Scan the listing below and copy each line holding the word "RunArgs".

BEGIN Supplied information

//! Run command implementation

use std::path::{Path, PathBuf};
use std::sync::Arc;

use anyhow::{Context, Result};
use clap::Args;
use colored::Colorize;
use logmeter_agent::{domains, HostReport, LocalConnector, Pipeline, Settings, StateStore};
use logmeter_aggregator::metrics::encode_metrics;
use logmeter_aggregator::storage::{TableClient, TableStore};
use logmeter_aggregator::Uploader;
use tracing::info;

use crate::output;

#[derive(Args, Debug)]
pub struct RunArgs {
    /// Only process these hosts (`address` or `address:port`); repeatable
    #[arg(long = "host")]
    pub hosts: Vec<String>,

    /// Read and aggregate without uploading or saving state
    #[arg(long)]
    pub dry_run: bool,

    /// Write Prometheus metrics here after the run
    #[arg(long)]
    pub metrics_file: Option<PathBuf>,
}

pub async fn run(args: RunArgs, config: Option<&Path>) -> Result<()> {
    let settings = Settings::load(config)?;
    let servers = settings.select_servers(&args.hosts);
    if servers.is_empty() {
        anyhow::bail!("No configured server matches {:?}", args.hosts);
    }

    let directory = domains::from_config(&settings.websites).context("Invalid websites settings")?;
    let domain_map = directory
        .fetch()
        .await
        .context("Cannot get the website list")?;
    info!(domains = domain_map.len(), "Loaded website domains");

    let mut pipeline = Pipeline::new(
        Arc::new(LocalConnector),
        Arc::new(domain_map),
        StateStore::new(&settings.state.dir),
        settings.ingest.clone(),
        settings.table_store.table_prefix.clone(),
    );
    if args.dry_run {
        pipeline = pipeline.dry_run();
    } else {
        let client: Arc<dyn TableStore> = Arc::new(
            TableClient::new(&settings.table_store).context("Invalid table store settings")?,
        );
        let uploader = Arc::new(Uploader::new(client, settings.upload.clone()));
        pipeline = pipeline.with_uploader(uploader, settings.state.require_upload_success);
    }

    let results = Arc::new(pipeline).run_all(servers).await;

    let mut failed = 0;
    for (host, result) in &results {
        match result {
            Ok(report) => print_report(report),
            Err(e) => {
                failed += 1;
                output::error(&format!("{}: {:#}", host.bold(), e));
            }
        }
    }

    if let Some(path) = &args.metrics_file {
        std::fs::write(path, encode_metrics())
            .with_context(|| format!("Cannot write metrics to {}", path.display()))?;
    }

    if failed > 0 {
        anyhow::bail!("{} of {} hosts failed", failed, results.len());
    }
    Ok(())
}

fn print_report(report: &HostReport) {
    let records = &report.aggregate.records;
    let summary = format!(
        "{}: {} read, {} lines, {} website-hours ({} requests, {} served)",
        report.host.bold(),
        output::format_bytes(report.bytes_read()),
        report.lines_parsed,
        records.len(),
        records.iter().map(|r| r.total_requests()).sum::<u64>(),
        output::format_bytes(records.iter().map(|r| r.total_bytes()).sum())
    );

    match &report.upload {
        Some(upload) if upload.is_success() => output::success(&format!(
            "{}, {} entities uploaded",
            summary, upload.entities_uploaded
        )),
        Some(upload) => output::warning(&format!(
            "{}, {} entities uploaded, {} failed in {} requests",
            summary, upload.entities_uploaded, upload.entities_failed, upload.requests_failed
        )),
        None => output::info(&format!("{} (dry run)", summary)),
    }

    if report.unparsed_lines > 0 {
        output::warning(&format!("{} lines could not be parsed", report.unparsed_lines));
    }
    if report.upload.is_some() && !report.state_saved {
        output::warning("State not saved; the same range is read again next run");
    }
}
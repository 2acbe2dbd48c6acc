//! Resumable, rotation-aware reading of a host's access log
//!
//! The host keeps one active file (`access.log`) and rotates it to
//! `access.log-<suffix>`, compressing older rotations. A run resumes the
//! active file at the stored offset while the newest uncompressed rotated
//! file is unchanged. When a new rotated file shows up, the file read last
//! time was rotated away: its unread tail is drained from the stored offset,
//! then the new active file is read from the start.

use std::io;
use std::sync::{Arc, Mutex};

use logmeter_aggregator::metrics::{BYTES_READ, LINES_TOTAL};
use logmeter_aggregator::Aggregator;
use logmeter_shared::{LogRecord, ResumeMarker, RotatedFile};
use thiserror::Error;
use tokio::io::AsyncBufReadExt;
use tokio::sync::Semaphore;
use tokio::task::JoinSet;
use tracing::{debug, info, warn};

use crate::config::IngestConfig;
use crate::parser::{parse_line, ParseError};
use crate::source::{join_path, LogSource};

/// Receives every parsed record; called concurrently from parse tasks
pub trait RecordSink: Send + Sync {
    fn accept(&self, record: LogRecord);
}

impl RecordSink for Aggregator {
    fn accept(&self, record: LogRecord) {
        self.add_record(&record);
    }
}

/// Keeps every record in memory
#[derive(Debug, Default)]
pub struct CollectingSink {
    records: Mutex<Vec<LogRecord>>,
}

impl CollectingSink {
    pub fn new() -> Self {
        Self::default()
    }

    /// Collected records ordered by time (parse order is not preserved).
    pub fn records(&self) -> Vec<LogRecord> {
        let mut records = self
            .records
            .lock()
            .unwrap_or_else(|e| e.into_inner())
            .clone();
        records.sort_by(|a, b| a.time.cmp(&b.time).then_with(|| a.path.cmp(&b.path)));
        records
    }

    pub fn len(&self) -> usize {
        self.records.lock().map(|r| r.len()).unwrap_or(0)
    }

    pub fn is_empty(&self) -> bool {
        self.len() == 0
    }
}

impl RecordSink for CollectingSink {
    fn accept(&self, record: LogRecord) {
        self.records
            .lock()
            .unwrap_or_else(|e| e.into_inner())
            .push(record);
    }
}

#[derive(Debug, Error)]
pub enum TailError {
    #[error("cannot list {dir}: {source}")]
    List { dir: String, source: io::Error },

    #[error("cannot open {path}: {source}")]
    Open { path: String, source: io::Error },

    #[error("cannot read {path} at offset {offset}: {source}")]
    Read {
        path: String,
        offset: u64,
        source: io::Error,
    },
}

#[derive(Debug, Clone)]
pub struct TailerConfig {
    pub log_dir: String,
    pub active_log: String,
    pub rotated_prefix: String,
    pub compressed_extensions: Vec<String>,
    pub parse_concurrency: usize,
}

impl TailerConfig {
    pub fn new(log_dir: impl Into<String>, ingest: &IngestConfig) -> Self {
        Self {
            log_dir: log_dir.into(),
            active_log: ingest.active_log.clone(),
            rotated_prefix: ingest.rotated_prefix.clone(),
            compressed_extensions: ingest.compressed_extensions.clone(),
            parse_concurrency: ingest.parse_concurrency.max(1),
        }
    }

    pub fn active_path(&self) -> String {
        join_path(&self.log_dir, &self.active_log)
    }
}

/// What was consumed from one file
#[derive(Debug, Clone, PartialEq, Eq)]
pub struct FileReadStats {
    pub path: String,
    pub start_offset: u64,
    pub end_offset: u64,
    pub lines: u64,
    pub unparsed: u64,
}

impl FileReadStats {
    pub fn bytes(&self) -> u64 {
        self.end_offset - self.start_offset
    }
}

#[derive(Debug, Clone)]
pub struct TailOutcome {
    /// Marker to persist once the run is accepted
    pub marker: ResumeMarker,
    pub unparsed_lines: Vec<String>,
    pub lines_parsed: u64,
    pub files: Vec<FileReadStats>,
}

struct FileRead {
    stats: FileReadStats,
    parsed: u64,
    unparsed_lines: Vec<String>,
}

#[derive(Debug, Clone)]
pub struct LogTailer {
    config: TailerConfig,
}

impl LogTailer {
    pub fn new(config: TailerConfig) -> Self {
        Self { config }
    }

    pub fn config(&self) -> &TailerConfig {
        &self.config
    }

    fn is_rotated_name(&self, name: &str) -> bool {
        name.starts_with(&self.config.rotated_prefix)
            && !self
                .config
                .compressed_extensions
                .iter()
                .any(|ext| name.ends_with(ext.as_str()))
    }

    /// Newest uncompressed rotated file in the log directory.
    pub async fn find_rotated(&self, source: &dyn LogSource) -> Result<Option<RotatedFile>, TailError> {
        let entries = source
            .list_dir(&self.config.log_dir)
            .await
            .map_err(|source| TailError::List {
                dir: self.config.log_dir.clone(),
                source,
            })?;

        Ok(entries
            .into_iter()
            .filter(|e| e.is_file && self.is_rotated_name(&e.name))
            .max_by(|a, b| a.modified.cmp(&b.modified).then_with(|| a.name.cmp(&b.name)))
            .map(|e| RotatedFile::new(e.path, e.modified)))
    }

    /// Read everything new since `previous`, delivering records to `sink`.
    /// Any I/O failure aborts the run; the caller keeps its old marker.
    pub async fn tail(
        &self,
        source: &dyn LogSource,
        previous: Option<&ResumeMarker>,
        sink: Arc<dyn RecordSink>,
    ) -> Result<TailOutcome, TailError> {
        let rotated = self.find_rotated(source).await?;
        let active_path = self.config.active_path();
        let mut reads = Vec::new();

        let active_start = match previous {
            Some(marker) if marker.same_rotation(rotated.as_ref()) => {
                let len = source
                    .stat(&active_path)
                    .await
                    .map_err(|source| TailError::Open {
                        path: active_path.clone(),
                        source,
                    })?
                    .len;
                if len < marker.bytes_read {
                    warn!(
                        path = %active_path,
                        stored_offset = marker.bytes_read,
                        len,
                        "Active log is shorter than the stored offset, reading from the start"
                    );
                    0
                } else {
                    marker.bytes_read
                }
            }
            _ => {
                if let Some(rotated) = &rotated {
                    let offset = previous.map(|m| m.bytes_read).unwrap_or(0);
                    info!(
                        rotated = %rotated.path,
                        offset,
                        "Log rotated since last run, draining rotated file"
                    );
                    reads.push(self.read_file(source, &rotated.path, offset, false, sink.clone()).await?);
                }
                0
            }
        };

        let active = self
            .read_file(source, &active_path, active_start, true, sink)
            .await?;
        let marker = ResumeMarker::new(rotated, active.stats.end_offset);
        reads.push(active);

        let mut outcome = TailOutcome {
            marker,
            unparsed_lines: Vec::new(),
            lines_parsed: 0,
            files: Vec::with_capacity(reads.len()),
        };
        for read in reads {
            outcome.lines_parsed += read.parsed;
            outcome.unparsed_lines.extend(read.unparsed_lines);
            outcome.files.push(read.stats);
        }
        Ok(outcome)
    }

    /// Read `path` from `offset` to the end. With `complete_lines_only` an
    /// unterminated final line is left for the next run.
    async fn read_file(
        &self,
        source: &dyn LogSource,
        path: &str,
        offset: u64,
        complete_lines_only: bool,
        sink: Arc<dyn RecordSink>,
    ) -> Result<FileRead, TailError> {
        let mut reader = source
            .open_at(path, offset)
            .await
            .map_err(|source| TailError::Open {
                path: path.to_string(),
                source,
            })?;

        let semaphore = Arc::new(Semaphore::new(self.config.parse_concurrency));
        let mut tasks: JoinSet<Result<(), (String, ParseError)>> = JoinSet::new();
        let mut unparsed_lines = Vec::new();
        let mut parsed = 0u64;
        let mut lines = 0u64;
        let mut consumed = 0u64;
        let mut buf = Vec::new();

        loop {
            buf.clear();
            let n = reader
                .read_until(b'\n', &mut buf)
                .await
                .map_err(|source| TailError::Read {
                    path: path.to_string(),
                    offset: offset + consumed,
                    source,
                })?;
            if n == 0 {
                break;
            }
            if complete_lines_only && buf.last() != Some(&b'\n') {
                debug!(path = %path, bytes = n, "Leaving partial line for the next run");
                break;
            }
            consumed += n as u64;

            let line = String::from_utf8_lossy(&buf)
                .trim_end_matches(['\r', '\n'])
                .to_string();
            if line.trim().is_empty() {
                continue;
            }
            lines += 1;

            let Ok(permit) = semaphore.clone().acquire_owned().await else {
                break;
            };
            let sink = sink.clone();
            tasks.spawn(async move {
                let _permit = permit;
                match parse_line(&line) {
                    Ok(record) => {
                        sink.accept(record);
                        Ok(())
                    }
                    Err(e) => Err((line, e)),
                }
            });

            while let Some(result) = tasks.try_join_next() {
                tally(result, &mut parsed, &mut unparsed_lines);
            }
        }

        // Every record of this file is in the sink before the offset counts
        while let Some(result) = tasks.join_next().await {
            tally(result, &mut parsed, &mut unparsed_lines);
        }

        BYTES_READ.inc_by(consumed as f64);
        LINES_TOTAL.with_label_values(&["parsed"]).inc_by(parsed as f64);
        LINES_TOTAL
            .with_label_values(&["unparsed"])
            .inc_by(unparsed_lines.len() as f64);
        debug!(
            path = %path,
            start = offset,
            bytes = consumed,
            lines,
            unparsed = unparsed_lines.len(),
            "Read log file"
        );

        Ok(FileRead {
            stats: FileReadStats {
                path: path.to_string(),
                start_offset: offset,
                end_offset: offset + consumed,
                lines,
                unparsed: unparsed_lines.len() as u64,
            },
            parsed,
            unparsed_lines,
        })
    }
}

fn tally(
    result: Result<Result<(), (String, ParseError)>, tokio::task::JoinError>,
    parsed: &mut u64,
    unparsed_lines: &mut Vec<String>,
) {
    match result {
        Ok(Ok(())) => *parsed += 1,
        Ok(Err((line, e))) => {
            debug!(error = %e, "Unparsed line");
            unparsed_lines.push(line);
        }
        Err(e) => warn!(error = %e, "Parse task failed"),
    }
}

END Supplied information

**Task result:**
pub struct RunArgs {
pub async fn run(args: RunArgs, config: Option<&Path>) -> Result<()> {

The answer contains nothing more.